MEDWAY, Maine — Several town officials have formed a committee that will work in tandem with environmentalist and entrepreneur Roxanne Quimby to push Congress to authorize a feasibility study of her plan to turn 70,000 acres adjoining Baxter State Park into a national park, they said Wednesday.
The committee, co-chairman Bruce Cox said, will look to get all Maine residents behind the effort, not just those from the Katahdin region, but it will concentrate its efforts in northern Maine.
The panel hopes that if a study is done and it shows the proposal is feasible, a park can be established well ahead of Quimby’s five-year timeline, given the region’s 21.8 percent unemployment rate.
“We have to get moving. This is too important to take a laid-back approach like that,” co-chairman George McLaughlin said of Quimby’s hope to make a gift of her land to the federal government in 2016.
The National Park Regional Citizen Evaluation Committee will have several subcommittees with an overall goal of examining the 70,000 acres’ qualifications for designation as a national park and understanding a park’s potential economic and social impacts on the area and the state.
It also will examine the National Park Service’s ability to manage the park and work to jointly promote ecofriendly tourist and manufacturing jobs in the Katahdin region, according to the group’s mission statement.
One of the group’s first goals, McLaughlin said, is to arrange tours of the land to allow residents to see for themselves what potential the land has as a tourist destination.
“We have a lot of questions we want to answer,” said Cox, who is chairman of the Medway Board of Selectmen but who, like other town officials, is working on the committee privately, not as a selectman. “We welcome all of your questions. We want people to be as well-informed on this as they can be.”
The Legislature passed a resolve in June opposing Quimby’s initiative, through which she hopes to create a Maine Woods National Park. The park would be nearly twice the size of Acadia National Park. Sportsmen would get another 30,000 acres north of Dover-Foxcroft to be managed like a state park, with hunting and snowmobiling allowed.
Another 10 million acres of forestland nearby would be unaffected.

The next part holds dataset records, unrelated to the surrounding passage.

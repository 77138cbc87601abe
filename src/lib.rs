//! # Access Lifecycle Library
//!
//! This library manages who may see and edit repository resources, and how
//! that changes over time through embargoes and leases.
//!
//! ## Core Components
//!
//! * `permissions` - Access control lists and the permission manager facade
//! * `visibility` - Deriving and assigning the visibility of a resource
//! * `embargo` / `lease` - Time-bound restrictions and their release
//! * `propagation` - Copying a work's access state onto its file sets
//! * `resource` - Managed and legacy resources behind one `AccessControl` trait
//! * `services` - Release, depositor change and the `AccessService` facade
//! * `store` - Persister and query service collaborators, memory and sled stores
//! * `config` / `logging` - TOML configuration and per-feature logging
//!
//! ## Architecture
//!
//! Visibility is never stored. It is derived from the grants in a resource's
//! access control list, overridden by an active embargo or lease, and written
//! back by rewriting read grants for the configured public and registered
//! groups. Every component receives its store and clock through an
//! [`AccessContext`], so there is no global state besides the logger.

pub mod config;
pub mod constants;
pub mod embargo;
pub mod error;
pub mod lease;
pub mod logging;
pub mod permissions;
pub mod propagation;
pub mod resource;
pub mod services;
pub mod store;
pub mod temporal;
pub mod visibility;

// Re-export main types for convenience
pub use config::{AccessConfig, StorageConfig};
pub use embargo::{Embargo, EmbargoManager};
pub use error::{AccessError, AccessResult};
pub use lease::{Lease, LeaseManager};
pub use logging::{LogConfig, LoggingSystem};
pub use permissions::{AccessControlList, AccessMode, Agent, Permission, PermissionManager};
pub use propagation::{PropagationReport, VisibilityPropagator};
pub use resource::{AccessControl, LegacyResource, Resource, ResourceId, ResourceKind};
pub use services::{AccessService, ChangeDepositorService, ReleasePolicy, ReleaseService};
pub use store::{AccessContext, Clock, MemoryStore, Persister, QueryService, SledStore};
pub use temporal::RestrictionState;
pub use visibility::{Visibility, VisibilityMap, VisibilityReader, VisibilityWriter};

Park proponents said that Quimby’s proposal would draw hundreds of thousands of tourists to a Katahdin region with an unemployment rate nearly triple the state average, shuttered paper mills, a dying forest products industry and no other significant investors apparently willing to put money into the region.
The park would be virtually self-sustaining with Quimby’s promise to raise $20 million to add to a $20 million maintenance endowment she would create, they said.

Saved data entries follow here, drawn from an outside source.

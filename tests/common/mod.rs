//! Common test utilities and fixtures for the integration tests
//!
//! Provides a fault-injecting store, a pinned clock and helpers for building
//! works with file sets.

#![allow(dead_code)]

use access_lifecycle::embargo::Embargo;
use access_lifecycle::error::{AccessError, AccessResult};
use access_lifecycle::lease::Lease;
use access_lifecycle::permissions::AccessControlRecord;
use access_lifecycle::resource::{LegacyResource, Resource, ResourceId};
use access_lifecycle::store::{AccessContext, FixedClock, MemoryStore, Persister, QueryService};
use chrono::{DateTime, TimeZone, Utc};
use std::collections::HashSet;
use std::sync::{Arc, Mutex};

/// Kinds of write a [`FlakyStore`] can be told to reject
#[derive(Debug, Clone, Copy, PartialEq, Eq, Hash)]
pub enum Write {
    Resource,
    AccessControl,
    Embargo,
    Lease,
}

/// Memory store that rejects chosen writes with a persistence error.
#[derive(Default)]
pub struct FlakyStore {
    inner: MemoryStore,
    failing: Mutex<HashSet<(Write, ResourceId)>>,
    failing_all: Mutex<HashSet<Write>>,
}

impl FlakyStore {
    pub fn new() -> Self {
        Self::default()
    }

    pub fn inner(&self) -> &MemoryStore {
        &self.inner
    }

    /// Reject writes of `write` for the record keyed by `id`
    pub fn fail_on(&self, write: Write, id: &ResourceId) {
        self.failing.lock().unwrap().insert((write, id.clone()));
    }

    /// Reject every write of `write`
    pub fn fail_all(&self, write: Write) {
        self.failing_all.lock().unwrap().insert(write);
    }

    pub fn heal(&self) {
        self.failing.lock().unwrap().clear();
        self.failing_all.lock().unwrap().clear();
    }

    fn check(&self, write: Write, id: Option<&ResourceId>) -> AccessResult<()> {
        let rejected = self.failing_all.lock().unwrap().contains(&write)
            || id.map_or(false, |id| {
                self.failing.lock().unwrap().contains(&(write, id.clone()))
            });
        if rejected {
            Err(AccessError::persistence(format!(
                "injected {:?} write failure",
                write
            )))
        } else {
            Ok(())
        }
    }
}

impl Persister for FlakyStore {
    fn save_resource(&self, resource: &Resource) -> AccessResult<Resource> {
        self.check(Write::Resource, Some(&resource.id))?;
        self.inner.save_resource(resource)
    }

    fn save_legacy(&self, resource: &LegacyResource) -> AccessResult<LegacyResource> {
        self.check(Write::Resource, Some(&resource.id))?;
        self.inner.save_legacy(resource)
    }

    fn save_access_control(
        &self,
        record: &AccessControlRecord,
    ) -> AccessResult<AccessControlRecord> {
        self.check(Write::AccessControl, Some(&record.access_to))?;
        self.inner.save_access_control(record)
    }

    fn save_embargo(&self, embargo: &Embargo) -> AccessResult<Embargo> {
        self.check(Write::Embargo, embargo.id.as_ref())?;
        self.inner.save_embargo(embargo)
    }

    fn save_lease(&self, lease: &Lease) -> AccessResult<Lease> {
        self.check(Write::Lease, lease.id.as_ref())?;
        self.inner.save_lease(lease)
    }

    fn delete_embargo(&self, id: &ResourceId) -> AccessResult<bool> {
        self.inner.delete_embargo(id)
    }

    fn delete_lease(&self, id: &ResourceId) -> AccessResult<bool> {
        self.inner.delete_lease(id)
    }
}

impl QueryService for FlakyStore {
    fn find_resource(&self, id: &ResourceId) -> AccessResult<Resource> {
        self.inner.find_resource(id)
    }

    fn find_legacy(&self, id: &ResourceId) -> AccessResult<LegacyResource> {
        self.inner.find_legacy(id)
    }

    fn find_access_control(
        &self,
        access_to: &ResourceId,
    ) -> AccessResult<Option<AccessControlRecord>> {
        self.inner.find_access_control(access_to)
    }

    fn find_embargo(&self, id: &ResourceId) -> AccessResult<Embargo> {
        self.inner.find_embargo(id)
    }

    fn find_lease(&self, id: &ResourceId) -> AccessResult<Lease> {
        self.inner.find_lease(id)
    }

    fn find_members(&self, resource: &Resource) -> AccessResult<Vec<Resource>> {
        self.inner.find_members(resource)
    }

    fn find_legacy_members(&self, resource: &LegacyResource) -> AccessResult<Vec<LegacyResource>> {
        self.inner.find_legacy_members(resource)
    }
}

/// The instant every test clock is pinned to
pub fn test_now() -> DateTime<Utc> {
    Utc.with_ymd_and_hms(2026, 4, 1, 12, 0, 0).unwrap()
}

/// Context over a fresh flaky store with a pinned clock
pub fn flaky_context() -> (AccessContext, Arc<FlakyStore>) {
    let store = Arc::new(FlakyStore::new());
    let context = AccessContext::with_store(store.clone()).with_clock(Arc::new(FixedClock(test_now())));
    (context, store)
}

/// Persist `count` file sets and a work that holds them, in order
pub fn work_with_file_sets(context: &AccessContext, count: usize) -> (Resource, Vec<Resource>) {
    let file_sets: Vec<Resource> = (0..count).map(|_| Resource::file_set()).collect();
    for file_set in &file_sets {
        context.persister().save_resource(file_set).unwrap();
    }
    let work = Resource::work().with_members(file_sets.iter().map(|f| f.id.clone()).collect());
    context.persister().save_resource(&work).unwrap();
    (work, file_sets)
}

Opponents have cited fears of damaging state efforts to revitalize the region’s two paper mills, which if restarted could employ about 600 people at manufacturing wages, which are generally higher than tourism wages; of granting federal government control and tax-exempt status to the 70,000 acres and hurting forest products industry lands; and of the park growing much larger than 70,000 acres.

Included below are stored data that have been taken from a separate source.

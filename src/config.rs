//! Engine configuration, loaded from TOML with environment overrides.
//!
//! ```toml
//! public_group = "public"
//! registered_group = "registered"
//!
//! [storage]
//! type = "sled"
//! path = "/var/lib/access_lifecycle"
//!
//! [logging]
//! default_level = "INFO"
//! features = { embargo = "DEBUG" }
//! ```

use crate::constants::{DEFAULT_PUBLIC_GROUP, DEFAULT_REGISTERED_GROUP, DEFAULT_STORAGE_DIR};
use crate::error::{AccessError, AccessResult};
use crate::logging::config::parse_level;
use crate::logging::{LogConfig, LogFeature};
use serde::{Deserialize, Serialize};
use std::path::{Path, PathBuf};

/// Where records live
#[derive(Debug, Clone, PartialEq, Serialize, Deserialize)]
#[serde(tag = "type", rename_all = "snake_case")]
pub enum StorageConfig {
    /// Process-local maps, lost on exit
    Memory,
    /// A sled database at `path`
    Sled {
        #[serde(default = "default_storage_path")]
        path: PathBuf,
    },
}

impl Default for StorageConfig {
    fn default() -> Self {
        StorageConfig::Memory
    }
}

/// Local data directory for sled, `./data` when the platform has none
pub fn default_storage_path() -> PathBuf {
    dirs::data_local_dir()
        .map(|dir| dir.join(DEFAULT_STORAGE_DIR))
        .unwrap_or_else(|| PathBuf::from("data"))
}

fn default_public_group() -> String {
    DEFAULT_PUBLIC_GROUP.to_string()
}

fn default_registered_group() -> String {
    DEFAULT_REGISTERED_GROUP.to_string()
}

#[derive(Debug, Clone, PartialEq, Serialize, Deserialize)]
pub struct AccessConfig {
    #[serde(default)]
    pub storage: StorageConfig,
    /// Group agent whose read grant makes a resource open
    #[serde(default = "default_public_group")]
    pub public_group: String,
    /// Group agent whose read grant makes a resource authenticated
    #[serde(default = "default_registered_group")]
    pub registered_group: String,
    #[serde(default)]
    pub logging: LogConfig,
}

impl Default for AccessConfig {
    fn default() -> Self {
        Self {
            storage: StorageConfig::default(),
            public_group: default_public_group(),
            registered_group: default_registered_group(),
            logging: LogConfig::default(),
        }
    }
}

impl AccessConfig {
    /// Load configuration from a TOML file
    pub fn from_file<P: AsRef<Path>>(path: P) -> AccessResult<Self> {
        let content = std::fs::read_to_string(path.as_ref())?;
        let mut config: AccessConfig = toml::from_str(&content)?;
        config.apply_env_overrides();
        Ok(config)
    }

    /// Apply `ACCESS_LIFECYCLE_*` environment variable overrides
    pub fn apply_env_overrides(&mut self) {
        if let Ok(path) = std::env::var("ACCESS_LIFECYCLE_STORAGE_PATH") {
            self.storage = StorageConfig::Sled {
                path: PathBuf::from(path),
            };
        }
        if let Ok(group) = std::env::var("ACCESS_LIFECYCLE_PUBLIC_GROUP") {
            self.public_group = group;
        }
        if let Ok(group) = std::env::var("ACCESS_LIFECYCLE_REGISTERED_GROUP") {
            self.registered_group = group;
        }
        if let Ok(level) = std::env::var("ACCESS_LIFECYCLE_LOG_LEVEL") {
            self.logging.default_level = level;
        }
    }

    pub fn with_storage(mut self, storage: StorageConfig) -> Self {
        self.storage = storage;
        self
    }

    pub fn with_sled_path<P: Into<PathBuf>>(self, path: P) -> Self {
        self.with_storage(StorageConfig::Sled { path: path.into() })
    }

    pub fn with_groups(mut self, public_group: &str, registered_group: &str) -> Self {
        self.public_group = public_group.to_string();
        self.registered_group = registered_group.to_string();
        self
    }

    pub fn with_logging(mut self, logging: LogConfig) -> Self {
        self.logging = logging;
        self
    }

    pub fn validate(&self) -> AccessResult<()> {
        if self.public_group.trim().is_empty() || self.registered_group.trim().is_empty() {
            return Err(AccessError::config("Group names cannot be empty"));
        }
        if self.public_group == self.registered_group {
            return Err(AccessError::config(format!(
                "public_group and registered_group must differ (both '{}')",
                self.public_group
            )));
        }
        if parse_level(&self.logging.default_level).is_none() {
            return Err(AccessError::config(format!(
                "Invalid log level: {}",
                self.logging.default_level
            )));
        }
        for (name, level) in &self.logging.features {
            if LogFeature::from_name(name).is_none() {
                return Err(AccessError::config(format!("Unknown log feature: {}", name)));
            }
            if parse_level(level).is_none() {
                return Err(AccessError::config(format!("Invalid log level: {}", level)));
            }
        }
        Ok(())
    }
}

#[cfg(test)]
mod tests {
    use super::*;

    #[test]
    fn test_defaults_are_valid() {
        let config = AccessConfig::default();
        assert_eq!(config.storage, StorageConfig::Memory);
        assert_eq!(config.public_group, "public");
        assert!(config.validate().is_ok());
    }

    #[test]
    fn test_parse_toml() {
        let config: AccessConfig = toml::from_str(
            r#"
            public_group = "world"

            [storage]
            type = "sled"
            path = "/tmp/acl"

            [logging]
            default_level = "DEBUG"
            features = { embargo = "TRACE" }
            "#,
        )
        .unwrap();
        assert_eq!(config.public_group, "world");
        assert_eq!(config.registered_group, "registered");
        assert_eq!(
            config.storage,
            StorageConfig::Sled {
                path: PathBuf::from("/tmp/acl")
            }
        );
        assert_eq!(config.logging.features["embargo"], "TRACE");
        assert!(config.validate().is_ok());
    }

    #[test]
    fn test_sled_path_defaults() {
        let config: AccessConfig = toml::from_str("[storage]\ntype = \"sled\"\n").unwrap();
        assert_eq!(
            config.storage,
            StorageConfig::Sled {
                path: default_storage_path()
            }
        );
    }

    #[test]
    fn test_rejects_identical_groups() {
        let config = AccessConfig::default().with_groups("everyone", "everyone");
        assert!(matches!(config.validate(), Err(AccessError::Config(_))));
    }

    #[test]
    fn test_rejects_unknown_feature() {
        let mut config = AccessConfig::default();
        config
            .logging
            .features
            .insert("schema".to_string(), "DEBUG".to_string());
        assert!(matches!(config.validate(), Err(AccessError::Config(_))));
    }
}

Maine’s two Republican senators, the Maine Woods Coalition, the Millinocket Town Council and the Millinocket Fin and Feather Club have opposed or expressed skepticism about Quimby’s plan.
Medway’s school board, Board of Selectmen and several Katahdin region civic and business groups have supported a feasibility study. East Millinocket’s Board of Selectmen has elected not to take a position on the issue, and that town’s school board deadlocked on a vote supporting a study.
Gov. Paul LePage has yet to give his stance on Quimby’s proposal.
Mark Scally, chairman of the East Millinocket Board of Selectmen, said he was told the governor is vehemently opposed to a feasibility study but that efforts to create one, or to build a national park, have had no impact upon the state’s efforts to secure a buyer to revitalize the East Millinocket and Millinocket paper mills.
A spokeswoman for LePage declined to comment on the issue Wednesday.
John Raymond, a town councilor from Millinocket, said he was told by Rosaire Pelletier, one of state government’s leading forest products industry advisers, that efforts to create a national park were not helping the state’s efforts to revitalize the Katahdin paper mills.
Mark Marston, an East Millinocket selectmen, said Wednesday that he had heard the same thing from Pelletier, that the timing of the parks effort was “inappropriate.”